To know. From Brittany to the Loire to the Pyrenees, researchers observe the 10,000 salmon returning to their place of birth to reproduce and die there. They are the watchmen of the rivers.

Crazy about smoked salmon!

The sector has made efforts to control water, the dyes used and the “responsible fishing” labels. And the French devoured 30,935 tonnes (Source: Adepale according to Eurostat) in 2018! Wild salmon from Alaska, Scotland and Ireland are the most popular for their taste and texture.

To know. The new “Fumé en France” logo highlights French know-how. Handcrafted, smoking takes several days. Industrial, just a few hours and that changes everything!

Trust the labels

The acronyms MSC and ACS in turn certify sustainable fishing or farming. If the AB logo guarantees food from organic farming, its flavor is more bland. In terms of taste and quality, the Label Rouge remains THE safe bet.

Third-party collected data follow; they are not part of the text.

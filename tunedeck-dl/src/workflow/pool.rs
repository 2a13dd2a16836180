//! Bounded download worker pool
//!
//! A fixed set of workers pulls jobs off a bounded queue. A full
//! queue rejects the submission instead of buffering without limit;
//! the API surfaces that as backpressure.

use std::sync::Arc;
use thiserror::Error;
use tokio::sync::{mpsc, Mutex};
use uuid::Uuid;

use crate::models::{DownloadSource, MediaReference};
use crate::workflow::pipeline::DownloadPipeline;

/// A queued unit of work.
#[derive(Debug, Clone)]
pub struct DownloadJob {
    pub task_id: Uuid,
    pub reference: MediaReference,
    pub source: DownloadSource,
}

#[derive(Debug, Error)]
pub enum SubmitError {
    /// The bounded queue is at capacity
    #[error("download queue is full")]
    QueueFull,
    /// Every worker has exited and the queue is closed
    #[error("worker pool is shut down")]
    Shutdown,
}

#[derive(Clone)]
pub struct WorkerPool {
    tx: mpsc::Sender<DownloadJob>,
}

impl WorkerPool {
    /// Spawn `workers` loops sharing one receiver.
    pub fn start(workers: usize, queue_depth: usize, pipeline: Arc<DownloadPipeline>) -> Self {
        let (tx, rx) = mpsc::channel::<DownloadJob>(queue_depth);
        let rx = Arc::new(Mutex::new(rx));

        for worker_id in 0..workers {
            let rx = Arc::clone(&rx);
            let pipeline = Arc::clone(&pipeline);
            tokio::spawn(async move {
                loop {
                    let job = { rx.lock().await.recv().await };
                    match job {
                        Some(job) => {
                            tracing::debug!("worker {} picked up task {}", worker_id, job.task_id);
                            pipeline.run(job).await;
                        }
                        None => break,
                    }
                }
                tracing::debug!("worker {} shutting down", worker_id);
            });
        }

        Self { tx }
    }

    /// Enqueue without waiting. A saturated queue fails fast; a closed
    /// queue (no workers left) is reported separately.
    pub fn submit(&self, job: DownloadJob) -> Result<(), SubmitError> {
        self.tx.try_send(job).map_err(|e| match e {
            mpsc::error::TrySendError::Full(_) => SubmitError::QueueFull,
            mpsc::error::TrySendError::Closed(_) => SubmitError::Shutdown,
        })
    }
}
//! Credential tier and format ladder fallback behavior.

mod support;

use std::path::PathBuf;
use std::sync::Arc;
use tokio::sync::mpsc;
use tokio_util::sync::CancellationToken;

use tunedeck_dl::models::MediaReference;
use tunedeck_dl::services::executor::{DownloadExecutor, DownloadPlan, FORMAT_LADDER};
use tunedeck_dl::services::media::{CredentialProfile, MediaError};

use support::ScriptedMedia;

fn anonymous_plan() -> DownloadPlan {
    DownloadPlan::standard(None)
}

fn authenticated_plan() -> DownloadPlan {
    DownloadPlan::standard(Some(CredentialProfile {
        name: "default".to_string(),
        cookies_file: PathBuf::from("/tmp/cookies.txt"),
    }))
}

async fn run(
    media: &Arc<ScriptedMedia>,
    plan: &DownloadPlan,
    output_base: &std::path::Path,
    cancel: &CancellationToken,
) -> Result<PathBuf, MediaError> {
    let dyn_media: Arc<dyn tunedeck_dl::services::media::MediaService> = media.clone();
    let executor = DownloadExecutor::new(dyn_media);
    let reference = MediaReference::from_video_id("dQw4w9WgXcQ").unwrap();
    let (tx, mut rx) = mpsc::channel(32);
    tokio::spawn(async move { while rx.recv().await.is_some() {} });
    executor
        .download(&reference, plan, output_base, tx, cancel)
        .await
}

#[tokio::test]
async fn ladder_advances_past_format_failures() {
    let media = Arc::new(ScriptedMedia::new());
    for _ in 0..3 {
        media.push_download(Err(MediaError::FormatUnavailable(
            "Requested format is not available".to_string(),
        )));
    }
    media.push_download(Ok(()));

    let dir = tempfile::tempdir().unwrap();
    let path = run(&media, &anonymous_plan(), &dir.path().join("song"), &CancellationToken::new())
        .await
        .unwrap();
    assert_eq!(media.downloads(), 4);
    assert!(path.is_file());
}

#[tokio::test]
async fn auth_failure_abandons_tier_not_plan() {
    let media = Arc::new(ScriptedMedia::new());
    // First attempt in the credentialed tier hits an auth wall; the
    // anonymous tier succeeds on its first format.
    media.push_download(Err(MediaError::Auth("Sign in to confirm".to_string())));
    media.push_download(Ok(()));

    let dir = tempfile::tempdir().unwrap();
    let path = run(&media, &authenticated_plan(), &dir.path().join("song"), &CancellationToken::new())
        .await
        .unwrap();
    assert_eq!(media.downloads(), 2);
    assert!(path.is_file());
}

#[tokio::test]
async fn exhausted_plan_returns_last_error() {
    let media = Arc::new(ScriptedMedia::new());
    for _ in 0..FORMAT_LADDER.len() {
        media.push_download(Err(MediaError::Network("timed out".to_string())));
    }

    let dir = tempfile::tempdir().unwrap();
    let err = run(&media, &anonymous_plan(), &dir.path().join("song"), &CancellationToken::new())
        .await
        .unwrap_err();
    assert_eq!(media.downloads(), FORMAT_LADDER.len());
    assert!(matches!(err, MediaError::Network(_)));
}

#[tokio::test]
async fn unavailable_item_stops_both_tiers() {
    let media = Arc::new(ScriptedMedia::new());
    media.push_download(Err(MediaError::ItemUnavailable(
        "Private video".to_string(),
    )));
    media.push_download(Err(MediaError::ItemUnavailable(
        "Private video".to_string(),
    )));

    let dir = tempfile::tempdir().unwrap();
    let err = run(&media, &authenticated_plan(), &dir.path().join("song"), &CancellationToken::new())
        .await
        .unwrap_err();
    // One attempt per tier, never a second format within a tier
    assert_eq!(media.downloads(), 2);
    assert!(matches!(err, MediaError::ItemUnavailable(_)));
}

#[tokio::test]
async fn cancelled_token_short_circuits() {
    let media = Arc::new(ScriptedMedia::new());
    let cancel = CancellationToken::new();
    cancel.cancel();

    let dir = tempfile::tempdir().unwrap();
    let err = run(&media, &anonymous_plan(), &dir.path().join("song"), &cancel)
        .await
        .unwrap_err();
    assert_eq!(media.downloads(), 0);
    assert!(matches!(err, MediaError::Cancelled));
}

To know. The price is a guarantee of quality for Maison Barthouil (barthouil.fr) which since the 1950s has been pampering wild salmon from Adour.

See Also:  MEP: Such people give me confidence that freedom will prevail in Belarus - Charter'97 :: News from Belarus - Belarusian news - News from Belarus - Republic of Belarus

Throughout history

Until the 19th century, salmon traveled up rivers by the millions to reach the icy waters of Greenland. Before 1789, the prisoners of the Bastille complained of eating too much of it. In his Briefs, Talleyrand even gives an idea of ​​their size. He says he bought a “Rhine salmon as tall as a man, and another from Moselle measuring at least six feet (about 1.80 m)”.

The right choice on the stalls

Fishmonger from father to daughter, Jessica Maury does not play with salmon in her fishmonger in the Saint-Quentin market in Paris (Un poisson en ville, 85 bis, boulevard de Magenta, 75010 Paris). She gives us her advice.

“The taste of fresh wild salmon is second to none. Especially if it comes from the Adour whose fishing is seasonal (from March to August) and limited to very small quantities to protect its species. Its price is suddenly very high, but you really have to have tasted it once in your life. If not for a high quality meat, I prefer farmed salmon that come from Scotland, namely the Superior and the Label Rouge. I particularly defend French aquaculture, in particular Normandy, with Salmon from France and that from Isigny pampered on the Bay of Veys. Both fresh and smoked salmon, for which their smoking method respects traditional know-how. “

Read also :

⋙ 60 million consumers peel what is in the fish we eat
⋙ Why should you (absolutely) avoid putting lemon on smoked salmon?
⋙ How do I know if my salmon is (enough) cooked?

See Also:  The first trailer of the new film about "Cinderella" was released

Leave a Comment

This site uses Akismet to reduce spam. Learn how your comment data is processed.